◆ GOAL OF THE EXERCISE:
In your answer, transcribe all of the data exactly.

◆ DATA SECTION:
=-=-=-=-=

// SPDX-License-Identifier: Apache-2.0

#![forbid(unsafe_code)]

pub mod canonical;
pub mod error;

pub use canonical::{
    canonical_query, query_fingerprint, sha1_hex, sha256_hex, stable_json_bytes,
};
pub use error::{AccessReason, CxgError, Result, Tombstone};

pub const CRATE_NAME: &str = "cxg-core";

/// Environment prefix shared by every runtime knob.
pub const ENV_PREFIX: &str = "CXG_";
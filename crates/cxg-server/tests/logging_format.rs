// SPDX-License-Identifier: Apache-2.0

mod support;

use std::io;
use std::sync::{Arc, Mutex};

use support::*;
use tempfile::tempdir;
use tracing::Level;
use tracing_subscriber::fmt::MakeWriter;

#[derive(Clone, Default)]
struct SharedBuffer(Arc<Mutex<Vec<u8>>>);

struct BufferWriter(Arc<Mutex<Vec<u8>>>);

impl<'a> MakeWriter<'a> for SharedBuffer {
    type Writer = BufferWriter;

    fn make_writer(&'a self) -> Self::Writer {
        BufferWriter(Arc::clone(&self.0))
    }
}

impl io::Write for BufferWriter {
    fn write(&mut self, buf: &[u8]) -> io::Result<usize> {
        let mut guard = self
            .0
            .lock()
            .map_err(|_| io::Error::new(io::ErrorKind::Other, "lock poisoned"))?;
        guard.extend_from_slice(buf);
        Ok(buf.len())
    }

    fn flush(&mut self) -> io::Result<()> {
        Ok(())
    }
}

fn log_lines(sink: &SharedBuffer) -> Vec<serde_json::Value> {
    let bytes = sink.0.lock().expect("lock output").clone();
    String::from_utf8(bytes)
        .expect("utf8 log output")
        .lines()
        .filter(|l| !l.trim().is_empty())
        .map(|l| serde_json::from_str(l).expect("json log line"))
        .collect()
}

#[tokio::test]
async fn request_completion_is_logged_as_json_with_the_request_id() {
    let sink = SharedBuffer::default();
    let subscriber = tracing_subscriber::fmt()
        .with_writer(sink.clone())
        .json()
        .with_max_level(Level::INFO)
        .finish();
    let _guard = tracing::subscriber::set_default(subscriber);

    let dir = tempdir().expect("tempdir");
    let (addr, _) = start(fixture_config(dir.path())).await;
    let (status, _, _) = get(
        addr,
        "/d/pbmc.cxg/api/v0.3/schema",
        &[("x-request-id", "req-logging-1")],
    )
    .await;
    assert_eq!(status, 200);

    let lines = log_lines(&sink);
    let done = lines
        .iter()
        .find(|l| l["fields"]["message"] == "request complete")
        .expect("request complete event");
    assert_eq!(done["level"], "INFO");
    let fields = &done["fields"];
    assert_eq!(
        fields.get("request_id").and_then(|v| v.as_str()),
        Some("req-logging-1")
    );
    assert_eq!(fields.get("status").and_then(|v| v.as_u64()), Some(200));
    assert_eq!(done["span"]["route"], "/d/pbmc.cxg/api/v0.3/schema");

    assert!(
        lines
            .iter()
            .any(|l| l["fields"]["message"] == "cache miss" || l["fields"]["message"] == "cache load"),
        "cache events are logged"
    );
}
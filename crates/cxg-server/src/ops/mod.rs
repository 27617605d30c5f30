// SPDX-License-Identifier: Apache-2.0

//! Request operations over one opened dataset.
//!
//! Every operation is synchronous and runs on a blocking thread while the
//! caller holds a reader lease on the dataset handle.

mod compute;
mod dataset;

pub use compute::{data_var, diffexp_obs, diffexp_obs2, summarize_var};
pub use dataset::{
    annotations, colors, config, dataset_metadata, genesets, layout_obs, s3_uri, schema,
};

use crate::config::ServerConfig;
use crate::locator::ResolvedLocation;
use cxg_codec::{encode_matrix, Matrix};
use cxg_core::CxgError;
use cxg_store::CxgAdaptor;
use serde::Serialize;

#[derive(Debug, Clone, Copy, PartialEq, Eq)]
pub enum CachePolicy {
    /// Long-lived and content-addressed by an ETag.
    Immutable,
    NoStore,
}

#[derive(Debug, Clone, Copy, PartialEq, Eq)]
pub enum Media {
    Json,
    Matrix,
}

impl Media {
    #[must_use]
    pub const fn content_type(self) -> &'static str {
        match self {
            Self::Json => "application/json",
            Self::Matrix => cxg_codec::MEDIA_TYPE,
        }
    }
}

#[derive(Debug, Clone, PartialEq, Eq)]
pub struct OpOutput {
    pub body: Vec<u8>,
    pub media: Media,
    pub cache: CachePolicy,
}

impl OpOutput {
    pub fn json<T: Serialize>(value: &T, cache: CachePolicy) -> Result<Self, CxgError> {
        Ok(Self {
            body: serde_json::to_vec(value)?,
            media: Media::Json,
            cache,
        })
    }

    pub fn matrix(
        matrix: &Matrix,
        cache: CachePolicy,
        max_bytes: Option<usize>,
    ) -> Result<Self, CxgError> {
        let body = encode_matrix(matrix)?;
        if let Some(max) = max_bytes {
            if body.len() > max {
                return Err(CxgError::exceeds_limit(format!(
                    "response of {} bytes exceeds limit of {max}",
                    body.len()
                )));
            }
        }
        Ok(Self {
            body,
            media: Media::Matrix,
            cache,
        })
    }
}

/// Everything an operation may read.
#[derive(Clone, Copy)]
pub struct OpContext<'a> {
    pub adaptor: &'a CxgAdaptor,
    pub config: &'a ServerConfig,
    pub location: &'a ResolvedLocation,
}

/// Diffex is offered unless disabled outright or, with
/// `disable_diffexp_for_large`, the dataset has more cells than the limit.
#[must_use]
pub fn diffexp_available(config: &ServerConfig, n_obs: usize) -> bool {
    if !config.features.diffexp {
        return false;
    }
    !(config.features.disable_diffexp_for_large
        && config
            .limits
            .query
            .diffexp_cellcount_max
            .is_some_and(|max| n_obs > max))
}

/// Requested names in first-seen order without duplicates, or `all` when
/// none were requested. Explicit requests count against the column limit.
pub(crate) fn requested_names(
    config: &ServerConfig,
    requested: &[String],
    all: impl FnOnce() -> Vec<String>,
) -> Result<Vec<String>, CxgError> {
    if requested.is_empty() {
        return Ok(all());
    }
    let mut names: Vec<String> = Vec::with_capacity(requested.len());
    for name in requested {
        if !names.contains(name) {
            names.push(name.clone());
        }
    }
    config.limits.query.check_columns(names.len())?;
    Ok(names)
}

=-=-=-=-=

◆ EXERCISE RESPONSE:
// SPDX-License-Identifier: Apache-2.0

#![forbid(unsafe_code)]

pub mod canonical;
pub mod error;

pub use canonical::{
    canonical_query, query_fingerprint, sha1_hex, sha256_hex, stable_json_bytes,
};
pub use error::{AccessReason, CxgError, Result, Tombstone};

pub const CRATE_NAME: &str = "cxg-core";

/// Environment prefix shared by every runtime knob.
pub const ENV_PREFIX: &str = "CXG_";
filename crates/cxg-server/tests/logging_format.rs
// SPDX-License-Identifier: Apache-2.0

mod support;

use std::io;
use std::sync::{Arc, Mutex};

use support::*;
use tempfile::tempdir;
use tracing::Level;
use tracing_subscriber::fmt::MakeWriter;

#[derive(Clone, Default)]
struct SharedBuffer(Arc<Mutex<Vec<u8>>>);

struct BufferWriter(Arc<Mutex<Vec<u8>>>);

impl<'a> MakeWriter<'a> for SharedBuffer {
    type Writer = BufferWriter;

    fn make_writer(&'a self) -> Self::Writer {
        BufferWriter(Arc::clone(&self.0))
    }
}

impl io::Write for BufferWriter {
    fn write(&mut self, buf: &[u8]) -> io::Result<usize> {
        let mut guard = self
            .0
            .lock()
            .map_err(|_| io::Error::new(io::ErrorKind::Other, "lock poisoned"))?;
        guard.extend_from_slice(buf);
        Ok(buf.len())
    }

    fn flush(&mut self) -> io::Result<()> {
        Ok(())
    }
}

fn log_lines(sink: &SharedBuffer) -> Vec<serde_json::Value> {
    let bytes = sink.0.lock().expect("lock output").clone();
    String::from_utf8(bytes)
        .expect("utf8 log output")
        .lines()
        .filter(|l| !l.trim().is_empty())
        .map(|l| serde_json::from_str(l).expect("json log line"))
        .collect()
}

#[tokio::test]
async fn request_completion_is_logged_as_json_with_the_request_id() {
    let sink = SharedBuffer::default();
    let subscriber = tracing_subscriber::fmt()
        .with_writer(sink.clone())
        .json()
        .with_max_level(Level::INFO)
        .finish();
    let _guard = tracing::subscriber::set_default(subscriber);

    let dir = tempdir().expect("tempdir");
    let (addr, _) = start(fixture_config(dir.path())).await;
    let (status, _, _) = get(
        addr,
        "/d/pbmc.cxg/api/v0.3/schema",
        &[("x-request-id", "req-logging-1")],
    )
    .await;
    assert_eq!(status, 200);

    let lines = log_lines(&sink);
    let done = lines
        .iter()
        .find(|l| l["fields"]["message"] == "request complete")
        .expect("request complete event");
    assert_eq!(done["level"], "INFO");
    let fields = &done["fields"];
    assert_eq!(
        fields.get("request_id").and_then(|v| v.as_str()),
        Some("req-logging-1")
    );
    assert_eq!(fields.get("status").and_then(|v| v.as_u64()), Some(200));
    assert_eq!(done["span"]["route"], "/d/pbmc.cxg/api/v0.3/schema");

    assert!(
        lines
            .iter()
            .any(|l| l["fields"]["message"] == "cache miss" || l["fields"]["message"] == "cache load"),
        "cache events are logged"
    );
}
filename crates/cxg-server/src/ops/mod.rs
repository 27617605d30c5f30
// SPDX-License-Identifier: Apache-2.0

//! Request operations over one opened dataset.
//!
//! Every operation is synchronous and runs on a blocking thread while the
//! caller holds a reader lease on the dataset handle.

mod compute;
mod dataset;

pub use compute::{data_var, diffexp_obs, diffexp_obs2, summarize_var};
pub use dataset::{
    annotations, colors, config, dataset_metadata, genesets, layout_obs, s3_uri, schema,
};

use crate::config::ServerConfig;
use crate::locator::ResolvedLocation;
use cxg_codec::{encode_matrix, Matrix};
use cxg_core::CxgError;
use cxg_store::CxgAdaptor;
use serde::Serialize;

#[derive(Debug, Clone, Copy, PartialEq, Eq)]
pub enum CachePolicy {
    /// Long-lived and content-addressed by an ETag.
    Immutable,
    NoStore,
}

#[derive(Debug, Clone, Copy, PartialEq, Eq)]
pub enum Media {
    Json,
    Matrix,
}

impl Media {
    #[must_use]
    pub const fn content_type(self) -> &'static str {
        match self {
            Self::Json => "application/json",
            Self::Matrix => cxg_codec::MEDIA_TYPE,
        }
    }
}

#[derive(Debug, Clone, PartialEq, Eq)]
pub struct OpOutput {
    pub body: Vec<u8>,
    pub media: Media,
    pub cache: CachePolicy,
}

impl OpOutput {
    pub fn json<T: Serialize>(value: &T, cache: CachePolicy) -> Result<Self, CxgError> {
        Ok(Self {
            body: serde_json::to_vec(value)?,
            media: Media::Json,
            cache,
        })
    }

    pub fn matrix(
        matrix: &Matrix,
        cache: CachePolicy,
        max_bytes: Option<usize>,
    ) -> Result<Self, CxgError> {
        let body = encode_matrix(matrix)?;
        if let Some(max) = max_bytes {
            if body.len() > max {
                return Err(CxgError::exceeds_limit(format!(
                    "response of {} bytes exceeds limit of {max}",
                    body.len()
                )));
            }
        }
        Ok(Self {
            body,
            media: Media::Matrix,
            cache,
        })
    }
}

/// Everything an operation may read.
#[derive(Clone, Copy)]
pub struct OpContext<'a> {
    pub adaptor: &'a CxgAdaptor,
    pub config: &'a ServerConfig,
    pub location: &'a ResolvedLocation,
}

/// Diffex is offered unless disabled outright or, with
/// `disable_diffexp_for_large`, the dataset has more cells than the limit.
#[must_use]
pub fn diffexp_available(config: &ServerConfig, n_obs: usize) -> bool {
    if !config.features.diffexp {
        return false;
    }
    !(config.features.disable_diffexp_for_large
        && config
            .limits
            .query
            .diffexp_cellcount_max
            .is_some_and(|max| n_obs > max))
}

/// Requested names in first-seen order without duplicates, or `all` when
/// none were requested. Explicit requests count against the column limit.
pub(crate) fn requested_names(
    config: &ServerConfig,
    requested: &[String],
    all: impl FnOnce() -> Vec<String>,
) -> Result<Vec<String>, CxgError> {
    if requested.is_empty() {
        return Ok(all());
    }
    let mut names: Vec<String> = Vec::with_capacity(requested.len());
    for name in requested {
        if !names.contains(name) {
            names.push(name.clone());
        }
    }
    config.limits.query.check_columns(names.len())?;
    Ok(names)
}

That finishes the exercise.